PROBLEM REQUIREMENTS = Look through the records and copy each line with the string "nodes" in it.
● ● ● ●
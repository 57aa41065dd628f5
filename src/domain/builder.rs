//! Tree construction, validation and copy-on-write edits.

use std::collections::HashSet;
use std::rc::Rc;

use tracing::{debug, instrument};

use crate::domain::entities::{Identifier, TreeNode, TreeNodeRef};
use crate::domain::error::{DomainError, DomainResult};

/// Builds trees in code, filling in each child's `parent` id.
///
/// ```
/// use treelayout::domain::TreeBuilder;
///
/// let root = TreeBuilder::new(1, "Root")
///     .leaf(2, "A")
///     .child(TreeBuilder::new(3, "B").leaf(4, "C"))
///     .build();
/// assert_eq!(root.children().len(), 2);
/// ```
#[derive(Debug, Clone)]
pub struct TreeBuilder {
    id: Identifier,
    name: String,
    children: Vec<TreeBuilder>,
}

impl TreeBuilder {
    pub fn new(id: impl Into<Identifier>, name: impl Into<String>) -> Self {
        Self {
            id: id.into(),
            name: name.into(),
            children: Vec::new(),
        }
    }

    pub fn child(mut self, child: TreeBuilder) -> Self {
        self.children.push(child);
        self
    }

    pub fn leaf(self, id: impl Into<Identifier>, name: impl Into<String>) -> Self {
        self.child(TreeBuilder::new(id, name))
    }

    pub fn build(self) -> TreeNodeRef {
        self.build_with_parent(None)
    }

    fn build_with_parent(self, parent: Option<Identifier>) -> TreeNodeRef {
        let children = if self.children.is_empty() {
            None
        } else {
            let id = self.id.clone();
            Some(
                self.children
                    .into_iter()
                    .map(|c| c.build_with_parent(Some(id.clone())))
                    .collect(),
            )
        };
        Rc::new(TreeNode {
            id: self.id,
            name: self.name,
            children,
            parent,
        })
    }
}

/// Checks that every id occurs once in the tree.
#[instrument(level = "debug", skip_all, fields(root = %root.id))]
pub fn validate_tree(root: &TreeNode) -> DomainResult<()> {
    let mut seen: HashSet<&Identifier> = HashSet::new();
    let mut stack = vec![root];

    while let Some(node) = stack.pop() {
        if !seen.insert(&node.id) {
            return Err(DomainError::DuplicateId(node.id.clone()));
        }
        stack.extend(node.children().iter().map(|c| c.as_ref()));
    }
    debug!("validated {} nodes", seen.len());
    Ok(())
}

/// Looks up a node by id, depth first.
pub fn find_node<'a>(root: &'a TreeNodeRef, id: &Identifier) -> Option<&'a TreeNodeRef> {
    if &root.id == id {
        return Some(root);
    }
    root.children().iter().find_map(|c| find_node(c, id))
}

/// Returns a new root with `child` appended under the node `parent_id`.
///
/// Only the nodes on the path from the root to the parent are copied; every
/// other subtree is shared with `root`, which is left untouched.
#[instrument(level = "debug", skip(root, child), fields(child = %child.id))]
pub fn insert_child(
    root: &TreeNodeRef,
    parent_id: &Identifier,
    child: TreeNode,
) -> DomainResult<TreeNodeRef> {
    if find_node(root, &child.id).is_some() {
        return Err(DomainError::DuplicateId(child.id));
    }
    let child = Rc::new(TreeNode {
        parent: Some(parent_id.clone()),
        ..child
    });
    insert_into(root, parent_id, &child).ok_or_else(|| DomainError::ParentNotFound(parent_id.clone()))
}

fn insert_into(
    node: &TreeNodeRef,
    parent_id: &Identifier,
    child: &TreeNodeRef,
) -> Option<TreeNodeRef> {
    if &node.id == parent_id {
        let mut children = node.children().to_vec();
        children.push(child.clone());
        return Some(Rc::new(TreeNode {
            children: Some(children),
            ..TreeNode::clone(node)
        }));
    }

    node.children().iter().enumerate().find_map(|(i, c)| {
        insert_into(c, parent_id, child).map(|updated| {
            let mut children = node.children().to_vec();
            children[i] = updated;
            Rc::new(TreeNode {
                children: Some(children),
                ..TreeNode::clone(node)
            })
        })
    })
}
● ● ● ●
RESULT =
    debug!("validated {} nodes", seen.len());
/// Only the nodes on the path from the root to the parent are copied; every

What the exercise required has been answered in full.